Susan Sontag
[Writer, theorist, and critic, b. 1933, New York, d. 2004, New York.]

 The painter constructs, the photographer discloses. 

Thomas Roma
[Photographer, b. 1950, Brooklyn, New York, lives in Brooklyn.]

 Imagine what Masaccio or Leonardo would have done if they had an instrument with which they could point, push a button, and get an image. 

Vik Muniz
[Artist, b. 1961, Sao Paulo, Brazil, lives in New York.]

 Now that photography is a digital medium, the ghost of painting is coming to haunt it: photography no longer retains a sense of truth. I think that's great, because it frees photography from factuality, the same way photography freed painting from factuality in the mid-nineteenth century. 

Man Ray (Emanuel Radnitsky)
[Artist, b. 1890, Philadelphia, Pennsylvania, d. 1976, Paris.]

 I have freed myself from the sticky medium of paint and am working directly with light itself. (On “Rayographs,” his term for photograms.) 

Gerhard Richter
[Artist, b. 1932, Dresden, lives in Düsseldorf.]

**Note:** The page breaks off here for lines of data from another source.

//! Local filename derivation for downloaded images.
//!
//! The on-disk name comes from the last path segment of the image URL,
//! sanitized for Linux filesystems. When that name is already taken by a
//! file with different contents, a short digest tag is inserted before the
//! extension instead of overwriting.

/// Default filename when the URL path yields nothing usable.
const FALLBACK_FILENAME: &str = "apod.img";

/// Bytes of the digest's hex form used in collision-avoiding names.
const DIGEST_TAG_LEN: usize = 8;

/// Extracts the last non-empty path segment from a URL.
///
/// Returns `None` if the URL cannot be parsed or the path is empty/root.
pub fn filename_from_url(url: &str) -> Option<String> {
    let parsed = url::Url::parse(url).ok()?;
    let segment = parsed.path().split('/').filter(|s| !s.is_empty()).last()?;
    if segment == "." || segment == ".." {
        return None;
    }
    Some(segment.to_string())
}

/// Sanitizes a candidate filename: `/`, `\`, NUL, control characters and
/// whitespace become `_` (runs collapsed), leading/trailing dots and
/// underscores are trimmed, and the result is capped at 255 bytes.
pub fn sanitize_filename(name: &str) -> String {
    const NAME_MAX: usize = 255;

    let mut out = String::with_capacity(name.len());
    let mut prev_underscore = false;
    for c in name.chars() {
        let keep = !(c == '\0' || c == '/' || c == '\\' || c.is_control() || c.is_whitespace());
        if keep {
            out.push(c);
            prev_underscore = false;
        } else if !prev_underscore {
            out.push('_');
            prev_underscore = true;
        }
    }

    let trimmed = out.trim_matches(|c| c == '.' || c == '_');
    if trimmed.len() <= NAME_MAX {
        return trimmed.to_string();
    }
    let mut take = NAME_MAX;
    while take > 0 && !trimmed.is_char_boundary(take) {
        take -= 1;
    }
    trimmed[..take].to_string()
}

/// Derives a safe local filename for the image at `url`.
pub fn derive_filename(url: &str) -> String {
    let raw = match filename_from_url(url) {
        Some(r) => r,
        None => return FALLBACK_FILENAME.to_string(),
    };
    let sanitized = sanitize_filename(&raw);
    if sanitized.is_empty() {
        FALLBACK_FILENAME.to_string()
    } else {
        sanitized
    }
}

/// Alternative name used when `name` is already taken by different bytes:
/// `sample.jpg` + digest `2cf24dba...` becomes `sample-2cf24dba.jpg`.
pub fn digest_suffixed(name: &str, digest: &str) -> String {
    let tag: String = digest.chars().take(DIGEST_TAG_LEN).collect();
    match name.rsplit_once('.') {
        Some((stem, ext)) if !stem.is_empty() => format!("{stem}-{tag}.{ext}"),
        _ => format!("{name}-{tag}"),
    }
}

#[cfg(test)]
mod tests {
    use super::*;

    #[test]
    fn derive_filename_from_url_path() {
        assert_eq!(
            derive_filename("https://example.com/img/sample.jpg"),
            "sample.jpg"
        );
        assert_eq!(
            derive_filename("https://apod.nasa.gov/apod/image/2201/moon.png"),
            "moon.png"
        );
    }

    #[test]
    fn derive_filename_ignores_query() {
        assert_eq!(
            derive_filename("https://example.com/sample.jpg?token=abc"),
            "sample.jpg"
        );
    }

    #[test]
    fn derive_filename_fallback_on_root_or_garbage() {
        assert_eq!(derive_filename("https://example.com/"), FALLBACK_FILENAME);
        assert_eq!(derive_filename("https://example.com"), FALLBACK_FILENAME);
        assert_eq!(derive_filename("not a url"), FALLBACK_FILENAME);
        assert_eq!(derive_filename("https://example.com/.."), FALLBACK_FILENAME);
    }

    #[test]
    fn sanitize_replaces_and_collapses() {
        assert_eq!(sanitize_filename("a/b\\c.jpg"), "a_b_c.jpg");
        assert_eq!(sanitize_filename("a  b\tc.jpg"), "a_b_c.jpg");
        assert_eq!(sanitize_filename("..hidden.jpg.."), "hidden.jpg");
    }

    #[test]
    fn sanitize_caps_length() {
        let long = "x".repeat(400) + ".jpg";
        assert_eq!(sanitize_filename(&long).len(), 255);
    }

    #[test]
    fn digest_suffix_goes_before_extension() {
        assert_eq!(
            digest_suffixed("sample.jpg", "2cf24dba5fb0a30e"),
            "sample-2cf24dba.jpg"
        );
        assert_eq!(digest_suffixed("noext", "2cf24dba5fb0a30e"), "noext-2cf24dba");
        assert_eq!(
            digest_suffixed("archive.tar.gz", "2cf24dba5fb0a30e"),
            "archive.tar-2cf24dba.gz"
        );
    }
}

 Photography altered ways of seeing and thinking. Photographs were regarded as true, paintings as artificial. The painted picture was no longer credible; its representation froze into immobility, because it was not authentic but invented. 

Pierre-Auguste Renoir
[Artist, b. 1841, Limoges, Haute-Vienne, France, d. 1919, Cagnes-sur-Mer, Provence-Alpes-Côte d'Azur, France.]

 Photography freed painting from a lot of tiresome chores, starting with family portraits. 

Edward Steichen
[Photographer and curator, b. 1879, Luxembourg, Germany, d. 1973, West Redding, Connecticut.]

 Every other artist begins [with] a blank canvas, a piece of paper... the photographer begins with the finished product. 

John Berger
[Writer and critic, b. 1926, London, d. 2017, Paris.]

 A photograph is static because it has stopped time. A painting or drawing is static because it encompasses time.